How the product team runs.
The operating model keeps business and technical accountability internal. External spend is focused where it creates build throughput, while AI takes over repeatable checks, release orchestration, and quality gates.
AI-enabled product team
AI token funding is estimated at $1.8K per year for each developer plus the internal Tech Lead: 4 users x $1.8K = $7.2K per year.
Six external roles at $60,000 per year.
Three developers plus $7,200 AI token funding.
Savings from lower product-team run cost only. Website value generated by the internal AI-powered factory comes on top.
What AI replaces.
The roles of repeatable tasks where custom AI skills can do the job.
Security by Design.
We build with ITPF embedded into code by using the AI skills.
QA becomes continuous verification.
Accessibility, responsive behavior, SEO basics, broken paths, and production-readiness checks move from manual late-stage review into an AI Playwright-cli skill.
Release patterns become templates.
Hosting, environments, deployment steps, smoke tests, rollback notes, and operational handoff become codified patterns instead of bespoke setup for every site.
12-month expected return.
At a planned throughput of four websites per month, the factory can deliver 48 websites in a calendar year. At $30,000 saved per website, throughput generates $1.44 million in annual value before considering the separate product-team cost reduction above.
Calendar-year net benefit
$1.253M
Modeled throughput savings after funding the $187.2K annual AI-enabled product team run rate.
Cumulative value generated.
Annual run-rate thresholdThe model adds $120K in website savings each month. Annual run rate is recovered during month 02; the projected $172.8K structural cost reduction is not added into this ROI calculation.
Test a lower-volume scenario.
Use the slider to explore a conservative first-year ramp-up from one to twelve completed websites, using the same editable savings-per- website assumption above.
At seven websites, the $210,000 delivery saving covers the $187,200 AI-enabled annual run rate and leaves $22,800 in net annual benefit.
Break-even timeline
The full AI-enabled annual run rate is covered by the seventh website. The $7,200 AI token funding itself is recovered during the first website because each site saves $30,000.
Governance process flows.
The factory will ship with documented flows that make routing, delivery, and support decisions visible.

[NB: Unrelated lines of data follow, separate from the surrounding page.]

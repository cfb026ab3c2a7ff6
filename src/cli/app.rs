//! Main CLI application structure

use std::path::PathBuf;

use anyhow::Result;
use clap::{Args, Parser, Subcommand};
use tracing::debug;

use super::output::{Output, OutputFormat};
use super::{graph, load, query};
use crate::config::Config;
use crate::render::{Dialect, Profile};
use crate::source::TOKEN_ENV;

#[derive(Parser)]
#[command(name = "asana-deps")]
#[command(author, version, about = "Render Asana task dependencies as Graphviz or Mermaid")]
#[command(propagate_version = true)]
pub struct Cli {
    /// Output format for query commands
    #[arg(long, short = 'f', global = true, default_value = "text")]
    pub format: OutputFormat,

    /// Enable verbose output for debugging
    #[arg(long, short = 'v', global = true)]
    pub verbose: bool,

    /// Path to a config file (defaults to the platform config directory)
    #[arg(long, global = true, value_name = "FILE")]
    pub config: Option<PathBuf>,

    #[command(subcommand)]
    pub command: Commands,
}

#[derive(Subcommand)]
pub enum Commands {
    /// Print the dependency graph of a project
    Graph {
        #[command(flatten)]
        source: SourceArgs,

        #[command(flatten)]
        dialect: DialectArgs,

        /// Quoted labels and milestone styling only (Graphviz)
        #[arg(long, conflicts_with = "mermaid")]
        simple: bool,

        /// Write to a file instead of stdout
        #[arg(long, short = 'o', value_name = "FILE")]
        output: Option<PathBuf>,
    },

    /// Show tasks ready to work on
    Ready {
        #[command(flatten)]
        source: SourceArgs,
    },

    /// Show blocked tasks
    Blocked {
        #[command(flatten)]
        source: SourceArgs,
    },
}

/// Where tasks are read from
#[derive(Args, Debug)]
pub struct SourceArgs {
    /// Asana project gid
    #[arg(required_unless_present = "input", conflicts_with = "input")]
    pub project_id: Option<String>,

    /// Read a saved tasks payload instead of calling the API ("-" for stdin)
    #[arg(long, short = 'i', value_name = "FILE")]
    pub input: Option<PathBuf>,

    /// Asana personal access token
    #[arg(long, env = TOKEN_ENV, hide_env_values = true)]
    pub token: Option<String>,
}

/// Output dialect flags
#[derive(Args, Debug)]
#[group(multiple = false)]
pub struct DialectArgs {
    /// Graphviz DOT output
    #[arg(long, short = 'g')]
    pub graphviz: bool,

    /// Mermaid flowchart output
    #[arg(long, short = 'm')]
    pub mermaid: bool,
}

impl DialectArgs {
    /// The dialect picked on the command line, if any
    pub fn selected(&self) -> Option<Dialect> {
        if self.graphviz {
            Some(Dialect::Graphviz)
        } else if self.mermaid {
            Some(Dialect::Mermaid)
        } else {
            None
        }
    }
}

/// Sends logs to stderr so stdout carries only the graph
fn init_logging(verbose: bool) {
    let default_level = if verbose { "debug" } else { "warn" };
    let filter = tracing_subscriber::EnvFilter::try_from_default_env()
        .unwrap_or_else(|_| tracing_subscriber::EnvFilter::new(default_level));

    let _ = tracing_subscriber::fmt()
        .with_env_filter(filter)
        .with_writer(std::io::stderr)
        .with_target(false)
        .try_init();
}

/// Main entry point for the CLI
pub fn run() -> Result<()> {
    let cli = Cli::parse();
    init_logging(cli.verbose);
    let output = Output::new(cli.format);

    let config = Config::load(cli.config.as_deref())?;
    debug!(
        dialect = config.default_dialect.as_str(),
        base_url = %config.api.base_url,
        "Loaded config"
    );

    match cli.command {
        Commands::Graph { source, dialect, simple, output: path } => {
            let tasks = load::tasks(&source, &config)?;
            let dialect = dialect.selected().unwrap_or(config.default_dialect);
            let profile = if simple { Profile::Simple } else { Profile::Full };
            debug!(dialect = dialect.as_str(), ?profile, "Rendering graph");

            let renderer = graph::renderer(dialect, profile, &config);
            graph::write(&tasks, renderer.as_ref(), path.as_deref())?
        }
        Commands::Ready { source } => {
            let tasks = load::tasks(&source, &config)?;
            query::ready(&output, &tasks)
        }
        Commands::Blocked { source } => {
            let tasks = load::tasks(&source, &config)?;
            query::blocked(&output, &tasks)
        }
    }

    debug!("Command completed successfully");
    Ok(())
}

These flows explain when a request needs extra governance, how approved work moves through the product team, and how live websites stay maintained.

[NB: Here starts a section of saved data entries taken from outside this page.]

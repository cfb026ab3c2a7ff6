//! Mermaid flowchart renderer

use std::iter;

use serde::{Deserialize, Serialize};

use super::attrs::Attrs;
use super::{Lines, Renderer};
use crate::domain::{Status, Task, TaskCollection};

const HEADER: &str = "flowchart TB";

/// Colors used by the Mermaid renderer
#[derive(Debug, Clone, PartialEq, Eq, Serialize, Deserialize)]
#[serde(default)]
pub struct MermaidPalette {
    pub milestone_stroke: String,
    pub milestone_fill: String,
    pub completed: String,
}

impl Default for MermaidPalette {
    fn default() -> Self {
        Self {
            milestone_stroke: "darkgreen".to_string(),
            milestone_fill: "darkseagreen".to_string(),
            completed: "lightgray".to_string(),
        }
    }
}

#[derive(Debug, Clone, Default)]
pub struct MermaidRenderer {
    palette: MermaidPalette,
}

impl MermaidRenderer {
    pub fn new(palette: MermaidPalette) -> Self {
        Self { palette }
    }

    /// Node line, followed by a style line when any style applies
    fn node(&self, task: &Task, tasks: &TaskCollection) -> impl Iterator<Item = String> {
        let status = Status::of(task, tasks);
        let name = task.name();
        let mut style = Attrs::new();

        let label = match status {
            Status::Completed => {
                style.set("stroke", &self.palette.completed);
                format!("fa:fa-check {}", name)
            }
            Status::Ready => {
                style.set("stroke-width", "2px");
                format!("**{}**", name)
            }
            Status::Blocked => format!("far:fa-hourglass {}", name),
        };

        if task.is_milestone() {
            style.set("stroke", &self.palette.milestone_stroke);
            if status.is_completed() {
                style.set("fill", "none");
            } else {
                style
                    .set("fill", &self.palette.milestone_fill)
                    .set("stroke-width", "4px");
            }
        } else if status.is_completed() {
            style.set("stroke", "none").set("fill", "none");
        }

        let (open, close) = if task.is_milestone() {
            ("{{", "}}")
        } else {
            ("([", "])")
        };

        let node = format!("{}{}\"`{}`\"{}", task.id(), open, label, close);
        let style = (!style.is_empty())
            .then(|| format!("style {} {};", task.id(), style.join(":", ",")));

        iter::once(node).chain(style)
    }

    fn edge(&self, from: &Task, to: &Task) -> String {
        let arrow = if from.is_completed() { "-.->" } else { "-->" };
        format!("{} {} {}", from.id(), arrow, to.id())
    }
}

impl Renderer for MermaidRenderer {
    fn lines<'a>(&'a self, tasks: &'a TaskCollection) -> Lines<'a> {
        let nodes = tasks.iter().flat_map(move |task| self.node(task, tasks));
        let edges = tasks.edges().map(move |(from, to)| self.edge(from, to));

        Box::new(iter::once(HEADER.to_string()).chain(nodes).chain(edges))
    }
}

Intake routing decision tree.
A decision tree based on the intake form will determine whether a request must navigate the DISD process or can move directly into the Product Team backlog.

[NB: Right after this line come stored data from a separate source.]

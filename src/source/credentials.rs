//! Bearer token resolution
//!
//! Lookup order: the `--token` flag or `ASANA_PAT` (clap reads both), then
//! the system keyring entry `asana-deps` / `pat`, then `api.token` in the
//! config file. The keyring is only queried when the flag and env are unset.

use std::fmt;

use thiserror::Error;
use tracing::debug;

/// Environment variable holding the personal access token
pub const TOKEN_ENV: &str = "ASANA_PAT";

/// Keyring service name
pub const KEYRING_SERVICE: &str = "asana-deps";

/// Keyring user name
pub const KEYRING_USER: &str = "pat";

#[derive(Debug, Error, PartialEq)]
pub enum CredentialError {
    #[error("No Asana token found. Set ASANA_PAT, pass --token, store it in the system keyring (service asana-deps, user pat), or add `token` under [api] in the config file")]
    Missing,

    #[error("Failed to read token from the system keyring: {0}")]
    Store(String),
}

/// A secure local store that may hold the token
pub trait SecretStore {
    /// Returns `Ok(None)` when the store has no entry
    fn token(&self) -> Result<Option<String>, CredentialError>;
}

impl<F> SecretStore for F
where
    F: Fn() -> Result<Option<String>, CredentialError>,
{
    fn token(&self) -> Result<Option<String>, CredentialError> {
        self()
    }
}

/// The platform keyring (Keychain, Credential Manager, kernel keyutils)
#[derive(Debug, Clone)]
pub struct Keyring {
    service: String,
    user: String,
}

impl Default for Keyring {
    fn default() -> Self {
        Self::new(KEYRING_SERVICE, KEYRING_USER)
    }
}

impl Keyring {
    pub fn new(service: impl Into<String>, user: impl Into<String>) -> Self {
        Self {
            service: service.into(),
            user: user.into(),
        }
    }
}

impl SecretStore for Keyring {
    fn token(&self) -> Result<Option<String>, CredentialError> {
        let entry = keyring::Entry::new(&self.service, &self.user)
            .map_err(|e| CredentialError::Store(e.to_string()))?;

        match entry.get_password() {
            Ok(token) => Ok(Some(token)),
            Err(keyring::Error::NoEntry) => {
                debug!(service = %self.service, user = %self.user, "No keyring entry");
                Ok(None)
            }
            Err(e) => Err(CredentialError::Store(e.to_string())),
        }
    }
}

/// An opaque bearer token. Never printed.
#[derive(Clone, PartialEq, Eq)]
pub struct Credential(String);

impl Credential {
    pub fn new(token: impl Into<String>) -> Self {
        Self(token.into())
    }

    /// Resolves the token: flag/env, then the store, then the config value
    pub fn resolve(
        flag: Option<&str>,
        store: Option<&dyn SecretStore>,
        config: Option<&str>,
    ) -> Result<Self, CredentialError> {
        if let Some(token) = non_blank(flag) {
            return Ok(Self::new(token));
        }

        if let Some(store) = store {
            if let Some(token) = non_blank(store.token()?.as_deref()) {
                debug!("Using token from the system keyring");
                return Ok(Self::new(token));
            }
        }

        non_blank(config)
            .map(Self::new)
            .ok_or(CredentialError::Missing)
    }

    pub fn expose(&self) -> &str {
        &self.0
    }
}

fn non_blank(token: Option<&str>) -> Option<&str> {
    token.map(str::trim).filter(|token| !token.is_empty())
}

impl fmt::Debug for Credential {
    fn fmt(&self, f: &mut fmt::Formatter<'_>) -> fmt::Result {
        f.write_str("Credential(***)")
    }
}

- Uses scope, risk, CMS, privacy, domain, and complexity signals from intake.
- Creates a clear handoff path before delivery work begins.
Product team delivery workflow.
Once intake is approved, the Product Team follows the factory stages from prototype through release: make the experience visible, harden production quality, provision launch, and release with evidence.
- Covers stages 02 to 05 of the landing-page factory model.
- Defines review gates, backlog movement, and release evidence.
BAU support and maintenance model.
A support flow will define how live websites are maintained by the Product Team after launch, including content changes, defects, monitoring, small enhancements, and escalation paths.
- Separates planned BAU changes from new project demand.
- Connects support activity back to backlog, ownership, and service expectations.